- Born: Mary Leahy 2 March 1901 Creeves, near Shanagolden, County Limerick, Ireland
- Died: 23 August 2004 (aged 103) Beaumont Hospital, Dublin, Ireland
- Occupation: Businesswoman
- Employer(s): Guiney & Co., Clery & Co. (1941)
- Known for: Chairperson of Clerys, Dublin

= Mary Guiney =

Irish businesswoman (1901–2004)

Mary Guiney (née Leahy, 2 March 1901 – 23 August 2004) was an Irish businesswoman and centenarian, best known as the long serving chairperson of Clerys & Co.

==Early life and education==
Mary Leahy, known as May in her youth, was born 2 March 1901 at the family farm at Creeves, near Shanagolden, County Limerick. Her parents were John and Hannah Leahy (née Cuddihy), and it is believed she had an older brother and sister, a younger sister and two younger brothers. Her family sent her to the Dominican College in Eccles Street in Dublin. After she left school, she gained employment in Guineys & Co. on Talbot Street, owned by Denis Guiney.

==Career==
Leahy married widower Denis Guiney on 19 October 1938, in the St Mary's Pro-Cathedral, Dublin. She became a partner in the business, with the couple overseeing the flourishing of their shop at 79-80 Talbot street.

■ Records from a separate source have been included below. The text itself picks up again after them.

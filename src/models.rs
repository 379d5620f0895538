//! Simple data models for the collector.

use chrono::NaiveDateTime;
use serde::Serialize;

// ---

/// A registered sensor. `id` is the sensor key derived from the producer's
/// identifier when the sensor was lazily registered.
#[derive(Debug, Clone, PartialEq, Serialize, sqlx::FromRow)]
pub struct Sensor {
    // ---
    pub id: i64,
    pub city: String,
}

/// One stored reading of one pollutant.
#[derive(Debug, Clone, PartialEq, Serialize, sqlx::FromRow)]
pub struct Measurement {
    // ---
    pub id: i64,
    pub sensor_id: i64,
    pub pollutant: String,
    pub value: f64,
    pub timestamp: NaiveDateTime,
}

/// Pollutants carried by every wire message, in wire order.
///
/// The store keeps the tag as free text so administrative writes may use
/// other tags; ingestion only ever produces these three.
#[derive(Debug, Clone, Copy, PartialEq, Eq, Hash)]
pub enum Pollutant {
    Pm25,
    No2,
    O3,
}

impl Pollutant {
    pub fn as_str(self) -> &'static str {
        // ---
        match self {
            Pollutant::Pm25 => "PM2.5",
            Pollutant::No2 => "NO2",
            Pollutant::O3 => "O3",
        }
    }
}

impl std::fmt::Display for Pollutant {
    fn fmt(&self, f: &mut std::fmt::Formatter<'_>) -> std::fmt::Result {
        f.write_str(self.as_str())
    }
}

#[cfg(test)]
mod tests {
    // ---
    use super::*;
    use chrono::NaiveDate;

    #[test]
    fn test_pollutant_tags() {
        // ---
        let tags: Vec<&str> = [Pollutant::Pm25, Pollutant::No2, Pollutant::O3]
            .iter()
            .map(|p| p.as_str())
            .collect();
        assert_eq!(tags, vec!["PM2.5", "NO2", "O3"]);
        assert_eq!(Pollutant::No2.to_string(), "NO2");
    }

    #[test]
    fn test_measurement_json_shape() {
        // ---
        let m = Measurement {
            id: 7,
            sensor_id: 3,
            pollutant: "O3".to_string(),
            value: 50.1,
            timestamp: NaiveDate::from_ymd_opt(2024, 1, 1)
                .unwrap()
                .and_hms_opt(12, 0, 0)
                .unwrap(),
        };

        let json = serde_json::to_value(&m).unwrap();
        assert_eq!(
            json,
            serde_json::json!({
                "id": 7,
                "sensor_id": 3,
                "pollutant": "O3",
                "value": 50.1,
                "timestamp": "2024-01-01T12:00:00"
            })
        );
    }
}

This success allowed them to purchase the department store Clerys & Company on Dublin's main street, O'Connell Street, after it went into receivership in 1941. After buying Clerys, they formed a new limited company, Clery & Co. (1941), in August 1941 and Mary Guiney became one of just two directors, alongside her husband, in a move unusual for the time.

Despite the timing of their takeover, during World War II, she was noted as a 'keen businesswoman', with Clerys seeing an increase of 1,000% in turnover. The Guineys invested in the store, installing 42 sales counters over the shop's four floors, as well as a ballroom, two restaurants and three bars. Clerys was credited by some with keeping numerous Irish small suppliers in business during the war, emergency and afterwards, and having a positive effect on the Irish economy more broadly.

Clerys became known for its major sales, which took place twice a year. During the first sale, in 1941, O'Connell Street was blocked with traffic, and £100,000 was taken in its first week. Owing to Guiney's strong religious belief, Clerys hosted many charity events, in particular for elderly or isolated Dublin residents. Beginning in 1954, Clerys provided afternoon tea with entertainment for 100 older people. By 1967 the store had over 1,000 employees and was drawing in thousands of customers from across Ireland.

Denis Guiney died in 1967, and after contesting some provisions of her husband's will, which had attempted to distribute his shares widely among relatives, Guiney retained control of their business with a 52% shareholding, also taking the roles of managing director and chairperson of the board. Mary Guiney remained MD until 1977, while Denis Guiney's nephew, Arthur Walls, took over the day-today running of the stores.

==Later life==
Guiney nearly died in May 1974, when Guineys on Talbot Street was caught in Dublin and Monaghan bombings.

Over time, Guiney gave relatives positions within the business, some senior, but continued to retain a controlling stake and resisted suggestions to sell the company or major assets. Among the sales she refused was a takeover bid from Dublin serial entrepreneur John Teeling in 1987, and a failed buyout bid in 1999 by Clerys' general manager, Tom Rea. She commented on the Teeling bid: "Why would I want to sell the best business and building in Ireland?" Until the age of 99, Guiney visited the shop and attended board meetings. She signed the company's annual accounts until 2004, when she was 103, making her potentially the oldest active company director in Ireland or the United Kingdom.

According to some, Guiney was seen as not making the most of the opportunities which arose during the Irish boom economic years in the late 1990s. In later years, Guiney continued to resist changes in the business, which some think damaged the store and hindered its ability to garner new or younger customers.

In 1999 she sold her house, the Victorian-era "Auburn" on the Howth Road in Clontarf, for £4 million; the house was demolished and the site intensively developed. Guiney moved to The Meadows in Raheny.

==Death==
Guiney died in Beaumont Hospital on 23 August 2004. Following a funeral mass in St Anthony's Church, Clontarf, Guiney was buried alongside her husband, and his first wife, Nora Gilmore, in Glasnevin Cemetery. Following her death, her shares were left to a family trust, and later distributed to several members of the extended Guiney family. The Guineys had no children but there were legacies beyond the shares for three nieces, while Guiney's house and a substantial legacy were left to her friend and housekeeper, and over 25,000 euro each for the parish priest of St Anthony's, Clontarf, and for the saying of masses in six churches.